T he relevance of a motivational speaker from the rich sport of Formula One racing to an NHS safety conference is not obvious.

Mark Gallacher, former head of commercial affairs at Red Bull and marketing director at Jordan Grand Prix usually gives talks on "the Business of Winning".

But the audience at the recent event was quickly nodding in agreement as he discussed the need to change systems to make drivers safer, according to Dr Shelly Jeffcott, improvement advisor at NHS Healthcare Improvement Scotland.

Gallacher's topic was the human factors approach taken in F1, which has cut the number of drivers killed and injured, by taking a zero tolerance approach to unnecessary safety risks.

"The sport used to accept huge driver fatalities and long term life limiting illnesses. They took a human factors approach to the design of the car, the design of the track, and the crew and made safety everybody's business," she explains.

There had been 47 drivers killed between 1950 and 1994, Gallacher told the Scottish audience. There have been none since.

Human factors is Dr Jeffcott's speciality. The term refers to work looking not at individual errors, but how any system can 'design in' safety. Rather than focusing on the errors of individuals - doctors or nurses, say, it looks at reducing the chances that they will make errors. When they do inevitably make mistakes - because humans are fallible - it aims to reduce the risk these will lead to harm.

"We need to start learning the lessons of how other industries are reducing accident rates and limiting harm," Dr Jeffcott explains. She is an international expert on the issue, although she baulks at the term. It is hard to be an expert in something which combines computing science, education, anthropology, psychology and many other disciplines. But with seven years training in the field and a decade's working experience, she concedes she is as much an expert as anyone else.

Trained as a psychologist, she has worked in industry, looking at safety culture in the UK railways, but most recently worked at the Alfred teaching hospital at Monash University, Melbourne, Australia.

A native Aussie, she was lured back to Scotland because of the patient safety advances taking place here. "Human factors is so exciting because it is all about learning between industries," she says.

It is also about the intricacies of human behaviour and the psychological barriers that can prevent, for example, NHS staff from doing something a certain way, even though they know it would be safer.

"An aeroplane would never take off without doing a full checklist that incorporates the whole crew and cockpit team," Dr Jeffcott explains.

However some doctors and nurses sometimes resist the use of such checklists in healthcare. "There is an old culture of professional autonomy and some people fear a checklist involves dumbing down, undermining all the expertise they have through their training." Instead, she would encourage staff to see a checklist as a way of keeping everyone safer.

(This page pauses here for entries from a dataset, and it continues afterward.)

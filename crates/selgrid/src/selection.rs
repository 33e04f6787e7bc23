#![forbid(unsafe_code)]

//! Selection state machine.
//!
//! [`Selector::set_selected`] is the only place the `SELECTED` facet moves
//! between entries, so at most one entry holds it after any public call.
//!
//! Selection cues need a laid-out selector. While the selector has no size
//! yet, an entry losing the selection is marked `WAS_SELECTED` and the cues
//! are owed; the next layout pass with a nonzero size pays them.

use selgrid_core::debug;

use crate::error::SelectorError;
use crate::registry::{EntryId, SelectionFacets};
use crate::scene::{Cue, Scene};
use crate::scheduler::Scheduler;
use crate::widget::{Selector, WidgetFlags};

impl<S: Scene, T: Scheduler> Selector<S, T> {
    /// Make `target` the selection and animate the grid towards it.
    ///
    /// Any other selected entry loses the selection, which also clears a
    /// pending commit or cancel. Unless `keep_before` is set, every entry
    /// forgets `SELECTED_BEFORE`, so the pan starts from where the grid
    /// currently is.
    pub fn set_selected(&mut self, target: EntryId, keep_before: bool) -> Result<(), SelectorError> {
        self.entries.get(target)?;
        let visible = !self.laid_out.is_empty();

        for (id, entry) in self.entries.iter_mut() {
            if id != target && entry.is_selected() {
                if visible {
                    self.scene.emit_cue(&entry.background, Cue::Unselected);
                } else {
                    entry.facets.insert(SelectionFacets::WAS_SELECTED);
                    self.flags.insert(WidgetFlags::PENDING_VISUALS);
                }
                entry.facets.remove(SelectionFacets::SELECTED);
                self.flags
                    .remove(WidgetFlags::SELECT_ME | WidgetFlags::EXIT_ME);
            }
            if !keep_before {
                entry.facets.remove(SelectionFacets::SELECTED_BEFORE);
            }
        }

        let entry = self.entries.get_mut(target)?;
        entry.facets.remove(SelectionFacets::WAS_SELECTED);
        entry.facets.insert(SelectionFacets::SELECTED);
        if visible {
            self.scene.emit_cue(&entry.background, Cue::Selected);
        } else {
            self.flags.insert(WidgetFlags::PENDING_VISUALS);
        }
        self.scene.raise(&entry.background);
        debug!(entry = target.index(), keep_before, "selection changed");

        self.flags.remove(WidgetFlags::DIRECT_PAN);
        self.begin_transition(self.config.transition);
        Ok(())
    }

    /// Pay owed selection cues.
    pub(crate) fn flush_pending_visuals(&mut self) {
        self.flags.remove(WidgetFlags::PENDING_VISUALS);
        for (_, entry) in self.entries.iter_mut() {
            let was = entry.facets.contains(SelectionFacets::WAS_SELECTED);
            let is = entry.is_selected();
            if is && !was {
                self.scene.emit_cue(&entry.background, Cue::Selected);
            } else if was && !is {
                self.scene.emit_cue(&entry.background, Cue::Unselected);
            }
            entry.facets.remove(SelectionFacets::WAS_SELECTED);
        }
    }

    /// Currently selected entry.
    #[must_use]
    pub fn selected(&self) -> Option<EntryId> {
        self.entries.selected()
    }

    /// Entry `Escape` returns to: the last one added as selected.
    #[must_use]
    pub fn original_selection(&self) -> Option<EntryId> {
        self.entries.last_with(SelectionFacets::SELECTED_ORIGINAL)
    }

    /// Selection facets of `entry`.
    pub fn facets(&self, entry: EntryId) -> Result<SelectionFacets, SelectorError> {
        Ok(self.entries.get(entry)?.facets)
    }
}

#[cfg(test)]
mod tests {
    use selgrid_core::geometry::Rect;

    use crate::config::SelectorConfig;
    use crate::headless::{HeadlessSelector, ManualScheduler, RecordingScene};
    use crate::registry::{EntryId, SelectionFacets};
    use crate::scene::Cue;
    use crate::widget::{Selector, SelectorEvent};

    fn selector(n: u32, selected: u32) -> HeadlessSelector {
        let mut sel = Selector::new(
            RecordingScene::new(),
            ManualScheduler::new(),
            SelectorConfig::default(),
        );
        for i in 0..n {
            sel.add_entry(i, i == selected, false).unwrap();
        }
        sel
    }

    fn id(i: usize) -> EntryId {
        EntryId::from_index(i)
    }

    #[test]
    fn moves_the_single_selection() {
        let mut sel = selector(3, 0);
        sel.set_selected(id(2), false).unwrap();
        assert_eq!(sel.selected(), Some(id(2)));
        assert!(!sel.facets(id(0)).unwrap().contains(SelectionFacets::SELECTED));
    }

    #[test]
    fn clears_before_unless_kept() {
        let mut sel = selector(3, 1);
        sel.set_selected(id(2), true).unwrap();
        assert!(
            sel.facets(id(1))
                .unwrap()
                .contains(SelectionFacets::SELECTED_BEFORE)
        );
        sel.set_selected(id(0), false).unwrap();
        for i in 0..3 {
            assert!(
                !sel.facets(id(i))
                    .unwrap()
                    .contains(SelectionFacets::SELECTED_BEFORE)
            );
        }
        assert!(
            sel.facets(id(1))
                .unwrap()
                .contains(SelectionFacets::SELECTED_ORIGINAL)
        );
    }

    #[test]
    fn unknown_target_changes_nothing() {
        let mut sel = selector(2, 0);
        let bogus = id(9);
        assert!(sel.set_selected(bogus, false).is_err());
        assert_eq!(sel.selected(), Some(id(0)));
        assert!(!sel.scheduler().has_live_animator());
    }

    #[test]
    fn cues_deferred_until_laid_out() {
        let mut sel = selector(2, 0);
        sel.scene_mut().take_ops();
        sel.set_selected(id(1), false).unwrap();
        assert!(sel.scene().cues().is_empty());
        assert!(
            sel.facets(id(0))
                .unwrap()
                .contains(SelectionFacets::WAS_SELECTED)
        );

        sel.set_geometry(Rect::from_size(800, 600));
        let cues = sel.scene().cues();
        assert!(cues.contains(&(sel.background_of(id(1)).unwrap(), Cue::Selected)));
        assert!(cues.contains(&(sel.background_of(id(0)).unwrap(), Cue::Unselected)));
        assert_eq!(cues.len(), 2);

        // Paid once only.
        sel.scene_mut().take_ops();
        sel.set_geometry(Rect::from_size(640, 480));
        assert!(sel.scene().cues().is_empty());
    }

    #[test]
    fn deferred_unselect_is_paid_once_across_resizes() {
        let mut sel = selector(3, 0);
        sel.set_selected(id(1), false).unwrap();
        sel.set_geometry(Rect::from_size(800, 600));
        assert!(
            !sel.facets(id(0))
                .unwrap()
                .contains(SelectionFacets::WAS_SELECTED)
        );

        sel.set_geometry(Rect::from_size(0, 0));
        sel.set_selected(id(2), false).unwrap();
        sel.scene_mut().take_ops();
        sel.set_geometry(Rect::from_size(800, 600));

        let bg1 = sel.background_of(id(1)).unwrap();
        let bg2 = sel.background_of(id(2)).unwrap();
        assert_eq!(
            sel.scene().cues(),
            vec![(bg1, Cue::Unselected), (bg2, Cue::Selected)]
        );
        for i in 0..3 {
            assert!(
                !sel.facets(id(i))
                    .unwrap()
                    .contains(SelectionFacets::WAS_SELECTED)
            );
        }
    }

    #[test]
    fn cues_immediate_when_laid_out() {
        let mut sel = selector(2, 0);
        sel.set_geometry(Rect::from_size(800, 600));
        sel.scene_mut().take_ops();
        sel.set_selected(id(1), false).unwrap();
        let bg0 = sel.background_of(id(0)).unwrap();
        let bg1 = sel.background_of(id(1)).unwrap();
        assert_eq!(
            sel.scene().cues(),
            vec![(bg0, Cue::Unselected), (bg1, Cue::Selected)]
        );
        assert_eq!(sel.scene().top(), Some(bg1));
    }

    #[test]
    fn reselecting_keeps_pending_commit() {
        let mut sel = selector(2, 0);
        sel.set_geometry(Rect::from_size(800, 600));
        sel.key_down(selgrid_core::event::KeyCode::Enter);
        // Same entry again: nothing is unselected, so the commit survives.
        sel.set_selected(id(0), false).unwrap();
        sel.settle();
        assert_eq!(sel.drain_events(), vec![
            SelectorEvent::Ending,
            SelectorEvent::Selected(id(0))
        ]);
    }

    #[test]
    fn selecting_another_drops_pending_commit() {
        let mut sel = selector(2, 0);
        sel.set_geometry(Rect::from_size(800, 600));
        sel.key_down(selgrid_core::event::KeyCode::Enter);
        sel.set_selected(id(1), false).unwrap();
        sel.settle();
        assert_eq!(sel.drain_events(), vec![SelectorEvent::Ending]);
    }
}
//! Policy configuration and construction.

use crate::{ConfigField, ConfigurationError, Result};
use serde::{Deserialize, Serialize};
use std::collections::BTreeSet;
use url::{Host, Url};

/// Domain rules as they appear in configuration.
#[derive(Debug, Clone, PartialEq, Eq, Serialize, Deserialize)]
#[serde(default, rename_all = "camelCase")]
pub struct DomainConfig {
    /// Domains the shell may display. Empty means "the target's domain only".
    pub allowed_domains: Vec<String>,

    /// Domains the shell must never display (overrides allow).
    pub blocked_domains: Vec<String>,

    /// Whether `a.example.com` matches an `example.com` entry.
    pub allow_subdomains: bool,
}

impl Default for DomainConfig {
    fn default() -> Self {
        Self {
            allowed_domains: Vec::new(),
            blocked_domains: Vec::new(),
            allow_subdomains: true,
        }
    }
}

/// Raw input to [`Policy::build`].
#[derive(Debug, Clone, PartialEq, Eq, Serialize, Deserialize)]
#[serde(rename_all = "camelCase")]
pub struct PolicyConfig {
    /// Master switch. When false every well-formed URL is allowed.
    pub restrict_to_domain: bool,

    #[serde(default)]
    pub domain_config: DomainConfig,

    /// The URL the shell opens at startup; its host becomes the origin domain.
    pub target_url: String,
}

/// A validated, normalized snapshot of the domain rules.
///
/// All domains are stored lower-cased. A `Policy` never changes after
/// [`Policy::build`]; reloading means building a new one.
#[derive(Debug, Clone, PartialEq, Eq, Serialize)]
pub struct Policy {
    restriction_enabled: bool,
    allowed_domains: BTreeSet<String>,
    blocked_domains: BTreeSet<String>,
    allow_subdomains: bool,
    origin_domain: String,
}

impl Policy {
    /// Validate raw configuration and build a policy from it.
    pub fn build(config: &PolicyConfig) -> Result<Self> {
        let origin_domain = origin_of(&config.target_url)?;
        let allowed_domains = normalize_list(
            ConfigField::AllowedDomains,
            &config.domain_config.allowed_domains,
        )?;
        let blocked_domains = normalize_list(
            ConfigField::BlockedDomains,
            &config.domain_config.blocked_domains,
        )?;

        Ok(Self {
            restriction_enabled: config.restrict_to_domain,
            allowed_domains,
            blocked_domains,
            allow_subdomains: config.domain_config.allow_subdomains,
            origin_domain,
        })
    }

    pub fn restriction_enabled(&self) -> bool {
        self.restriction_enabled
    }

    pub fn allowed_domains(&self) -> &BTreeSet<String> {
        &self.allowed_domains
    }

    pub fn blocked_domains(&self) -> &BTreeSet<String> {
        &self.blocked_domains
    }

    pub fn allow_subdomains(&self) -> bool {
        self.allow_subdomains
    }

    /// Lower-cased hostname of the configured target URL.
    pub fn origin_domain(&self) -> &str {
        &self.origin_domain
    }
}

/// Lower-cased hostname of an absolute URL, or `None` if there is none.
///
/// Internationalized names come back in their ASCII (`xn--`) form.
pub fn hostname(input: &str) -> Option<String> {
    let url = Url::parse(input).ok()?;
    match url.host_str() {
        Some(host) if !host.is_empty() => Some(host.to_ascii_lowercase()),
        _ => None,
    }
}

fn origin_of(target_url: &str) -> Result<String> {
    let url = Url::parse(target_url).map_err(|e| ConfigurationError::InvalidTargetUrl {
        url: target_url.to_string(),
        reason: e.to_string(),
    })?;

    match url.host_str() {
        Some(host) if !host.is_empty() => Ok(host.to_ascii_lowercase()),
        _ => Err(ConfigurationError::MissingHost {
            url: target_url.to_string(),
        }),
    }
}

fn normalize_list(field: ConfigField, entries: &[String]) -> Result<BTreeSet<String>> {
    entries
        .iter()
        .enumerate()
        .map(|(index, entry)| {
            let domain = entry.trim();
            if domain.is_empty() {
                return Err(ConfigurationError::EmptyDomain { field, index });
            }
            // Same host parser as candidate URLs, so IDN entries compare in punycode.
            Host::parse(domain)
                .map(|host| host.to_string().to_ascii_lowercase())
                .map_err(|e| ConfigurationError::InvalidDomain {
                    field,
                    index,
                    entry: entry.clone(),
                    reason: e.to_string(),
                })
        })
        .collect()
}
//! Shared, reloadable access to the current policy.

use crate::{Policy, PolicyConfig, Result, Verdict};
use arc_swap::ArcSwap;
use std::sync::Arc;

/// The policy currently in force, swappable as a whole.
///
/// Readers take a snapshot with [`current`](Self::current) and evaluate
/// against it; a concurrent [`reload`](Self::reload) never changes a
/// snapshot that is already held.
#[derive(Debug)]
pub struct PolicyHandle {
    current: ArcSwap<Policy>,
}

impl PolicyHandle {
    pub fn new(policy: Policy) -> Self {
        Self {
            current: ArcSwap::from_pointee(policy),
        }
    }

    /// The policy in force right now.
    pub fn current(&self) -> Arc<Policy> {
        self.current.load_full()
    }

    /// Evaluate `candidate` against a single consistent snapshot.
    pub fn evaluate(&self, candidate: &str) -> Verdict {
        self.current.load().evaluate(candidate)
    }

    /// Install `policy`, returning the one it replaced.
    pub fn replace(&self, policy: Policy) -> Arc<Policy> {
        self.current.swap(Arc::new(policy))
    }

    /// Build a policy from `config` and install it.
    ///
    /// On failure the current policy stays in force and the error is returned.
    pub fn reload(&self, config: &PolicyConfig) -> Result<()> {
        match Policy::build(config) {
            Ok(policy) => {
                tracing::info!(
                    origin = policy.origin_domain(),
                    allowed = policy.allowed_domains().len(),
                    blocked = policy.blocked_domains().len(),
                    "policy reloaded"
                );
                self.replace(policy);
                Ok(())
            }
            Err(e) => {
                tracing::warn!(field = %e.field(), error = %e, "policy reload rejected, keeping previous policy");
                Err(e)
            }
        }
    }
}

impl From<Policy> for PolicyHandle {
    fn from(policy: Policy) -> Self {
        Self::new(policy)
    }
}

With the national handwashing campaign, few staff can be unaware of the importance of simple cleanliness for improving safety, but a human factors approach can shed light on why some still resist it, Dr Jeffcott adds. "If you don't have enough soap dispensers and sinks in all the patient bays, or if a nurse has to cross a room and leave a patient to wash their hands, all of those environmental factors have an effect."

She is keen to emphasise that her work, which sees her going out and shadowing staff in a bid to understand how the systems round them could support safer care, is not about scapegoating.

Quite the opposite, she says. "It is not about the person standing in front of a patient who makes an error. Human factors is about understanding and limiting conditions in the system that predispose that individual to make that error. This is not about bad nurses, or about retraining people. It is about a system that is imperfect and people that are doing their bloody damndest in the best interests of patients."

While some people are initially suspicious of being shadowed by someone who doesn't have a clinical background, they soften when they realise that their competence is not being critiqued. Instead, they are being offered support to do their job as well as possible, she says.

"In my experience people are incredible, especially on the front line and they welcome the human factors approach.

"There is a perception that there is increasing litigation and complaints from the public, but I don't think that is true. I think people understand that humans are fallible and doing their best, and that there are always going to be mistakes." However patients want to know that systems are as robust as possible and when things go wrong they want to see open communication about why, she says.

This applies to a framework for reporting so-called adverse events, which is currently being developed by NHS Healthcare Improvement Scotland. A culture of openness is being encouraged, rather than the secrecy witnessed in scandals over NHS Lothian's waiting time failures or the NHS Ayrshire and Arran serious incident figures.

"Human factors advocates learning not just from where things went catastrophically wrong, but also the near miss," Jeffcott adds. "A lot of safety critical industries have tried to introduce near-miss reporting, but nobody has really cracked it. I'm pretty fired up about it all," she says.

Changing the way new staff are trained is one approach being strongly encouraged. Junior doctors can be more open to an approach which regularly examines safety and re-assesses practices. "Sometimes we have normalised things in organisational culture that are wrong, with the idea that 'that's the way we do things around here'," Jeffcott explains.

"Junior doctors provide fresh eyes. The are the future and a huge source of strength."